ACTION ITEM |
Begin at the first line below and copy each line exactly, ending with the line where "pub use supercell::Supercell;" appears.

###

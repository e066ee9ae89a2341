//! Crystallographic building blocks shared by the CASTEP readers: atoms,
//! lattices, fraction labels for wavevectors, and diagonal supercells.

pub use atom::*;
pub use fraction::{fcoord, is_int, twelfths_of};
pub use lattice::Lattice;
pub use supercell::Supercell;

#[cfg(test)]
mod tests;

pub mod atom;
pub mod fraction;
pub mod lattice;
pub mod supercell;

use nalgebra as na;

pub type Vec3 = na::Vector3<f64>;
pub type Mat3 = na::Matrix3<f64>;
pub type Mat4 = na::Matrix4<f64>;

/// vibration vectors are stored in single precision
pub type Vib = na::Vector3<f32>;

/// Å per bohr, as used by CASTEP's io module
pub const ANGBOHR: f64 = 0.5291772;
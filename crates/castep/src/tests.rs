mod config;
mod output;
mod reader;

/// shorthand for a [crate::lines::LineReader] over in-memory text
fn reader(s: &str) -> crate::lines::LineReader<std::io::Cursor<&str>> {
    crate::lines::LineReader::new(std::io::Cursor::new(s))
}
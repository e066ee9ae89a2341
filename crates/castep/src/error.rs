use std::{error::Error, fmt::Display, io};

/// Everything that can go wrong while reading a CASTEP file. Line numbers are
/// 1-based.
#[derive(Debug, PartialEq, Eq)]
pub enum ParseError {
    Io(io::ErrorKind, String),
    Float { line: usize, token: String },
    Int { line: usize, token: String },
    MissingField { line: usize, index: usize },
    AtomIndex { line: usize, index: String },
    Config(String),
}

impl ParseError {
    /// Returns `true` if the error came from a malformed number or a short
    /// line rather than from the input stream itself
    #[must_use]
    pub fn is_format_error(&self) -> bool {
        matches!(
            self,
            Self::Float { .. } | Self::Int { .. } | Self::MissingField { .. }
        )
    }
}

impl Display for ParseError {
    fn fmt(&self, f: &mut std::fmt::Formatter<'_>) -> std::fmt::Result {
        match self {
            ParseError::Io(kind, msg) => write!(f, "i/o error ({kind}): {msg}"),
            ParseError::Float { line, token } => {
                write!(f, "line {line}: failed to parse `{token}` as a float")
            }
            ParseError::Int { line, token } => {
                write!(f, "line {line}: failed to parse `{token}` as an integer")
            }
            ParseError::MissingField { line, index } => {
                write!(f, "line {line}: missing field {index}")
            }
            ParseError::AtomIndex { line, index } => {
                write!(f, "line {line}: no atom matches `{index}`")
            }
            ParseError::Config(s) => write!(f, "invalid configuration: {s}"),
        }
    }
}

impl Error for ParseError {}

impl From<io::Error> for ParseError {
    fn from(e: io::Error) -> Self {
        Self::Io(e.kind(), e.to_string())
    }
}
use crate::{Config, ParseError, read_str};

#[test]
fn transition_state_without_frames() {
    let asc = read_str(
        "# comment\n\nLST/QST transition state search\n",
        Config::new(),
    )
    .unwrap();
    assert!(asc.is_empty());
    assert!(!asc.trajectory);
}

#[test]
fn zero_supercell_is_rejected_before_reading() {
    let err = read_str("not castep at all\n", Config::new().supercell(1, 0, 1))
        .unwrap_err();
    assert!(matches!(err, ParseError::Config(_)));
}

#[test]
fn empty() {
    for input in ["", "\n\n# only comments\n! here\n", "not castep at all\n"] {
        let asc = read_str(input, Config::new()).unwrap();
        assert!(asc.is_empty());
        assert!(asc.notes.is_empty());
    }
}

#[test]
fn phonon_header_without_data() {
    let asc = read_str(" BEGIN header\n END header\n", Config::new()).unwrap();
    assert!(asc.is_empty());
}

#[test]
fn missing_file() {
    let err = crate::read_file("testfiles/missing.phonon", Config::new())
        .unwrap_err();
    assert!(matches!(err, ParseError::Io(std::io::ErrorKind::NotFound, _)));
    assert!(err.to_string().contains("missing.phonon"));
}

###

ANSWER FOR THE TASK |
repository e066ee9ae89a2341
//! Crystallographic building blocks shared by the CASTEP readers: atoms,
//! lattices, fraction labels for wavevectors, and diagonal supercells.

pub use atom::*;
pub use fraction::{fcoord, is_int, twelfths_of};
pub use lattice::Lattice;
pub use supercell::Supercell;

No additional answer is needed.